Birds spread their wings as if to take flight in Choi’s paintings, connecting us to a higher dimension, where poetry is possible in the midst of trauma. The use of contour – mildly fluorescent colors oozing out from around the birds and the dolls – further emphasizes the immiscibility of the layers, each part of a different time, “stickers” compressed onto the canvas in an effort to capture a fleeting flurry of emotions. Although Choi doesn’t want to specify what exactly she means for us to feel through each painting, she welcomes the public’s imagination in interpreting her work: “I always leave the interpretation to the public. People see my work and sometimes make the most surprising connections or come up with witty ideas that, in turn, inspire me to work on something new. Even if something you felt wasn’t intentional on my part, you are most welcome to explore that feeling when looking at my work.” She is also “grateful for the times when viewers express a sense of relief and comfort upon seeing the calm and poised expressions on the dolls’ faces” because, if her paintings depict scenes of violent or worrying mood and nature, she ultimately aims to “heal and transcend” these, and “painting is a way to express these worries and learn that a lot of people feel the same way about things happening around us, which is reassuring in a way.”   

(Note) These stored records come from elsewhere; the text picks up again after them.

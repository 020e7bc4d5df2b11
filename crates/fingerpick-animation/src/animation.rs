//! Time-based animations driven by the runtime's frame clock.
//!
//! Provides linear tween specs and an infinitely repeating animation
//! that keeps re-registering itself on every frame until cancelled.

use std::cell::RefCell;
use std::rc::{Rc, Weak};

use fingerpick_core::{FrameCallbackRegistration, FrameClock};

/// Trait for types that can be linearly interpolated.
pub trait Lerp {
    fn lerp(&self, target: &Self, fraction: f32) -> Self;
}

impl Lerp for f32 {
    fn lerp(&self, target: &Self, fraction: f32) -> Self {
        self + (target - self) * fraction
    }
}

/// Maps `value` from the range `[min1, max1]` onto `[min2, max2]`.
///
/// The mapping is linear and is not clamped: values outside the source
/// range extrapolate.
pub fn convert_value(min1: f32, max1: f32, min2: f32, max2: f32, value: f32) -> f32 {
    (value - min1) * ((max2 - min2) / (max1 - min1)) + min2
}

/// Duration of one linear pass of an animation.
#[derive(Debug, Clone, Copy, PartialEq, Eq)]
pub struct AnimationSpec {
    /// Duration in milliseconds.
    pub duration_millis: u64,
}

impl AnimationSpec {
    /// Create a linear tween animation.
    pub fn linear(duration_millis: u64) -> Self {
        Self { duration_millis }
    }
}

/// Repeats an [`AnimationSpec`] forever, jumping back to the initial value
/// at the start of every iteration.
#[derive(Debug, Clone, Copy, PartialEq, Eq)]
pub struct InfiniteRepeatableSpec {
    pub animation: AnimationSpec,
}

impl InfiniteRepeatableSpec {
    pub fn new(animation: AnimationSpec) -> Self {
        Self { animation }
    }

    /// Fraction in `[0, 1)` of the current iteration at the given play time.
    pub fn fraction_at(&self, play_time_millis: f64) -> f32 {
        let duration = self.animation.duration_millis.max(1) as f64;
        let elapsed = play_time_millis.max(0.0);
        let iteration = (elapsed / duration).floor();
        ((elapsed - iteration * duration) / duration) as f32
    }
}

/// Listener invoked with the current value on every animation frame.
pub type ValueListener<T> = Rc<dyn Fn(&T)>;

/// Infinitely repeating animation between two values.
///
/// Each frame the animation re-registers itself on the frame clock, so it
/// runs until [`InfiniteAnimation::cancel`] is called or every handle is
/// dropped.
pub struct InfiniteAnimation<T: Lerp + Clone + 'static> {
    inner: Rc<RefCell<InfiniteAnimationInner<T>>>,
}

struct InfiniteAnimationInner<T: Lerp + Clone + 'static> {
    clock: FrameClock,
    initial: T,
    target: T,
    spec: InfiniteRepeatableSpec,
    start_time_nanos: Option<u64>,
    registration: Option<FrameCallbackRegistration>,
    listener: ValueListener<T>,
    running: bool,
}

impl<T: Lerp + Clone + 'static> InfiniteAnimation<T> {
    /// Starts animating from `initial` to `target`, calling `listener` on
    /// every frame with the current value.
    pub fn start(
        clock: FrameClock,
        initial: T,
        target: T,
        spec: InfiniteRepeatableSpec,
        listener: impl Fn(&T) + 'static,
    ) -> Self {
        let inner = InfiniteAnimationInner {
            clock,
            initial,
            target,
            spec,
            start_time_nanos: None,
            registration: None,
            listener: Rc::new(listener),
            running: true,
        };
        let this = Self {
            inner: Rc::new(RefCell::new(inner)),
        };
        Self::schedule_frame(&this.inner);
        this
    }

    pub fn is_running(&self) -> bool {
        self.inner.borrow().running
    }

    /// Stops the animation. Safe to call more than once.
    pub fn cancel(&self) {
        let registration = {
            let mut inner = self.inner.borrow_mut();
            if inner.running {
                log::trace!("infinite animation cancelled");
            }
            inner.running = false;
            inner.start_time_nanos = None;
            inner.registration.take()
        };
        if let Some(registration) = registration {
            registration.cancel();
        }
    }

    fn schedule_frame(this: &Rc<RefCell<InfiniteAnimationInner<T>>>) {
        let clock = {
            let inner = this.borrow();
            if !inner.running || inner.registration.is_some() {
                return;
            }
            inner.clock.clone()
        };
        let weak: Weak<RefCell<InfiniteAnimationInner<T>>> = Rc::downgrade(this);
        let registration = clock.with_frame_nanos(move |time| {
            if let Some(strong) = weak.upgrade() {
                Self::on_frame(&strong, time);
            }
        });
        this.borrow_mut().registration = Some(registration);
    }

    fn on_frame(this: &Rc<RefCell<InfiniteAnimationInner<T>>>, frame_time_nanos: u64) {
        let (value, listener) = {
            let mut inner = this.borrow_mut();
            inner.registration = None;
            if !inner.running {
                return;
            }
            let start_time = *inner.start_time_nanos.get_or_insert(frame_time_nanos);
            let play_time_millis = frame_time_nanos.saturating_sub(start_time) as f64 / 1_000_000.0;
            let fraction = inner.spec.fraction_at(play_time_millis);
            let value = inner.initial.lerp(&inner.target, fraction);
            (value, Rc::clone(&inner.listener))
        };

        Self::schedule_frame(this);

        listener(&value);
    }
}

impl<T: Lerp + Clone + 'static> Clone for InfiniteAnimation<T> {
    fn clone(&self) -> Self {
        Self {
            inner: self.inner.clone(),
        }
    }
}

#[cfg(test)]
#[path = "tests/animation_tests.rs"]
mod tests;
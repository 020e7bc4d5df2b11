use std::cell::{Cell, RefCell};
use std::cmp::Reverse;
use std::collections::{BinaryHeap, VecDeque};
use std::rc::{Rc, Weak};
use std::sync::Arc;

use rustc_hash::FxHashMap;

use crate::frame_clock::FrameClock;
use crate::platform::RuntimeScheduler;
use crate::timer::TimerRegistration;
use crate::{FrameCallbackId, TimerId};

type TimerCallback = Box<dyn FnOnce() + 'static>;
type FrameCallback = Box<dyn FnOnce(u64) + 'static>;

struct FrameCallbackEntry {
    id: FrameCallbackId,
    callback: Option<FrameCallback>,
}

struct RuntimeInner {
    scheduler: Arc<dyn RuntimeScheduler>,
    needs_redraw: Cell<bool>,
    now_millis: Cell<u64>,
    frame_callbacks: RefCell<VecDeque<FrameCallbackEntry>>,
    next_frame_callback_id: Cell<u64>,
    // Ordered by (deadline, id); ids grow monotonically so equal deadlines
    // fire in registration order. Cancelled entries stay in the heap and are
    // skipped when their callback is no longer in `timers`.
    timer_queue: RefCell<BinaryHeap<Reverse<(u64, TimerId)>>>,
    timers: RefCell<FxHashMap<TimerId, TimerCallback>>,
    next_timer_id: Cell<u64>,
}

impl RuntimeInner {
    fn new(scheduler: Arc<dyn RuntimeScheduler>) -> Self {
        Self {
            scheduler,
            needs_redraw: Cell::new(false),
            now_millis: Cell::new(0),
            frame_callbacks: RefCell::new(VecDeque::new()),
            next_frame_callback_id: Cell::new(1),
            timer_queue: RefCell::new(BinaryHeap::new()),
            timers: RefCell::new(FxHashMap::default()),
            next_timer_id: Cell::new(1),
        }
    }

    fn invalidate(&self) {
        self.needs_redraw.set(true);
        self.scheduler.schedule_frame();
    }

    fn take_invalidation(&self) -> bool {
        self.needs_redraw.replace(false)
    }

    fn register_frame_callback(&self, callback: FrameCallback) -> FrameCallbackId {
        let id = self.next_frame_callback_id.get();
        self.next_frame_callback_id.set(id + 1);
        self.frame_callbacks
            .borrow_mut()
            .push_back(FrameCallbackEntry {
                id,
                callback: Some(callback),
            });
        self.scheduler.schedule_frame();
        id
    }

    fn cancel_frame_callback(&self, id: FrameCallbackId) {
        let mut callbacks = self.frame_callbacks.borrow_mut();
        if let Some(index) = callbacks.iter().position(|entry| entry.id == id) {
            callbacks.remove(index);
        }
    }

    fn is_frame_callback_pending(&self, id: FrameCallbackId) -> bool {
        self.frame_callbacks
            .borrow()
            .iter()
            .any(|entry| entry.id == id)
    }

    fn has_frame_callbacks(&self) -> bool {
        !self.frame_callbacks.borrow().is_empty()
    }

    fn drain_frame_callbacks(&self, frame_time_nanos: u64) {
        let mut callbacks = self.frame_callbacks.borrow_mut();
        let mut pending: Vec<FrameCallback> = Vec::with_capacity(callbacks.len());
        while let Some(mut entry) = callbacks.pop_front() {
            if let Some(callback) = entry.callback.take() {
                pending.push(callback);
            }
        }
        drop(callbacks);
        for callback in pending {
            callback(frame_time_nanos);
        }
    }

    fn schedule_timer(&self, delay_millis: u64, callback: TimerCallback) -> TimerId {
        let id = self.next_timer_id.get();
        self.next_timer_id.set(id + 1);
        let deadline = self.now_millis.get().saturating_add(delay_millis);
        self.timers.borrow_mut().insert(id, callback);
        self.timer_queue.borrow_mut().push(Reverse((deadline, id)));
        log::trace!("timer {id} scheduled for t={deadline}ms");
        id
    }

    fn cancel_timer(&self, id: TimerId) {
        if self.timers.borrow_mut().remove(&id).is_some() {
            log::trace!("timer {id} cancelled");
        }
    }

    fn is_timer_pending(&self, id: TimerId) -> bool {
        self.timers.borrow().contains_key(&id)
    }

    fn pending_timer_count(&self) -> usize {
        self.timers.borrow().len()
    }

    fn next_timer_deadline(&self) -> Option<u64> {
        let timers = self.timers.borrow();
        self.timer_queue
            .borrow()
            .iter()
            .filter(|Reverse((_, id))| timers.contains_key(id))
            .map(|Reverse((deadline, _))| *deadline)
            .min()
    }

    fn advance_timers(&self, now_millis: u64) {
        loop {
            let next = {
                let mut queue = self.timer_queue.borrow_mut();
                match queue.peek() {
                    Some(Reverse((deadline, _))) if *deadline <= now_millis => queue.pop(),
                    _ => None,
                }
            };
            let Some(Reverse((deadline, id))) = next else {
                break;
            };
            let callback = self.timers.borrow_mut().remove(&id);
            if let Some(callback) = callback {
                if deadline > self.now_millis.get() {
                    self.now_millis.set(deadline);
                }
                callback();
            }
        }
        if now_millis > self.now_millis.get() {
            self.now_millis.set(now_millis);
        }
    }
}

/// Owning handle to the runtime. Hosts keep one alive for the lifetime of
/// the widget tree; everything else holds a [`RuntimeHandle`].
#[derive(Clone)]
pub struct Runtime {
    inner: Rc<RuntimeInner>,
}

impl Runtime {
    pub fn new(scheduler: Arc<dyn RuntimeScheduler>) -> Self {
        Self {
            inner: Rc::new(RuntimeInner::new(scheduler)),
        }
    }

    pub fn handle(&self) -> RuntimeHandle {
        RuntimeHandle {
            inner: Rc::downgrade(&self.inner),
        }
    }

    pub fn frame_clock(&self) -> FrameClock {
        FrameClock::new(self.handle())
    }

    /// Whether anything is waiting for the host: a redraw, a frame callback
    /// or a timer.
    pub fn has_pending_work(&self) -> bool {
        self.inner.needs_redraw.get()
            || self.inner.has_frame_callbacks()
            || self.inner.pending_timer_count() > 0
    }
}

/// Runtime scheduler that ignores frame requests; hosts poll
/// [`RuntimeHandle::take_invalidation`] instead.
#[derive(Default)]
pub struct DefaultScheduler;

impl RuntimeScheduler for DefaultScheduler {
    fn schedule_frame(&self) {}
}

/// Weak, cloneable access to the runtime. Every operation is a silent no-op
/// once the owning [`Runtime`] is gone.
#[derive(Clone)]
pub struct RuntimeHandle {
    inner: Weak<RuntimeInner>,
}

impl RuntimeHandle {
    /// Requests a redraw of the surface.
    pub fn invalidate(&self) {
        if let Some(inner) = self.inner.upgrade() {
            inner.invalidate();
        }
    }

    /// Returns whether a redraw was requested since the last call.
    pub fn take_invalidation(&self) -> bool {
        self.inner
            .upgrade()
            .map(|inner| inner.take_invalidation())
            .unwrap_or(false)
    }

    pub fn peek_invalidation(&self) -> bool {
        self.inner
            .upgrade()
            .map(|inner| inner.needs_redraw.get())
            .unwrap_or(false)
    }

    /// Current runtime time in milliseconds, as last advanced by the host.
    pub fn now_millis(&self) -> u64 {
        self.inner
            .upgrade()
            .map(|inner| inner.now_millis.get())
            .unwrap_or(0)
    }

    pub fn register_frame_callback(
        &self,
        callback: impl FnOnce(u64) + 'static,
    ) -> Option<FrameCallbackId> {
        self.inner
            .upgrade()
            .map(|inner| inner.register_frame_callback(Box::new(callback)))
    }

    pub fn cancel_frame_callback(&self, id: FrameCallbackId) {
        if let Some(inner) = self.inner.upgrade() {
            inner.cancel_frame_callback(id);
        }
    }

    pub fn is_frame_callback_pending(&self, id: FrameCallbackId) -> bool {
        self.inner
            .upgrade()
            .map(|inner| inner.is_frame_callback_pending(id))
            .unwrap_or(false)
    }

    pub fn has_frame_callbacks(&self) -> bool {
        self.inner
            .upgrade()
            .map(|inner| inner.has_frame_callbacks())
            .unwrap_or(false)
    }

    pub fn drain_frame_callbacks(&self, frame_time_nanos: u64) {
        if let Some(inner) = self.inner.upgrade() {
            inner.drain_frame_callbacks(frame_time_nanos);
        }
    }

    /// Queues `callback` to run once, `delay_millis` after the current
    /// runtime time.
    pub fn schedule_timer(
        &self,
        delay_millis: u64,
        callback: impl FnOnce() + 'static,
    ) -> TimerRegistration {
        match self.inner.upgrade() {
            Some(inner) => {
                let id = inner.schedule_timer(delay_millis, Box::new(callback));
                TimerRegistration::new(self.clone(), id)
            }
            None => TimerRegistration::inactive(self.clone()),
        }
    }

    pub fn cancel_timer(&self, id: TimerId) {
        if let Some(inner) = self.inner.upgrade() {
            inner.cancel_timer(id);
        }
    }

    pub fn is_timer_pending(&self, id: TimerId) -> bool {
        self.inner
            .upgrade()
            .map(|inner| inner.is_timer_pending(id))
            .unwrap_or(false)
    }

    pub fn pending_timer_count(&self) -> usize {
        self.inner
            .upgrade()
            .map(|inner| inner.pending_timer_count())
            .unwrap_or(0)
    }

    pub fn next_timer_deadline(&self) -> Option<u64> {
        self.inner
            .upgrade()
            .and_then(|inner| inner.next_timer_deadline())
    }

    /// Fires every timer due at or before `now_millis`, in deadline order.
    ///
    /// The runtime clock is moved to each timer's deadline before it runs, so
    /// timers scheduled from inside a callback are relative to the moment it
    /// fired rather than to `now_millis`.
    pub fn advance_timers(&self, now_millis: u64) {
        if let Some(inner) = self.inner.upgrade() {
            inner.advance_timers(now_millis);
        }
    }

    pub fn frame_clock(&self) -> FrameClock {
        FrameClock::new(self.clone())
    }

    pub fn is_alive(&self) -> bool {
        self.inner.strong_count() > 0
    }
}

#[cfg(test)]
#[path = "tests/runtime_tests.rs"]
mod tests;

In art, one must always wonder: does a work of tragedy have a positive or negative effect on those who engage with it? Plato condemned art for being mimetic and dangerous because it creates illusions. Aristotle recognized that violence onstage could be part of a cathartic experience. Jiwon Choi fully acknowledges the therapeutic qualities of the act of painting and actively delves into controversial subjects such as various forms of violence to ultimately transcend their effects. She is “rather fond of the beautifully uncanny aesthetic as seen in Melancholia,” an apocalyptic drama art film written and directed by Lars von Trier that she “highly recommends everyone to watch.” Somehow, her painted scenes reconnect with that almost perfect and staged movie curation, which, if looked at closely, embodies the unsettling inquietude of the human experience. 

This story is from Issue Five.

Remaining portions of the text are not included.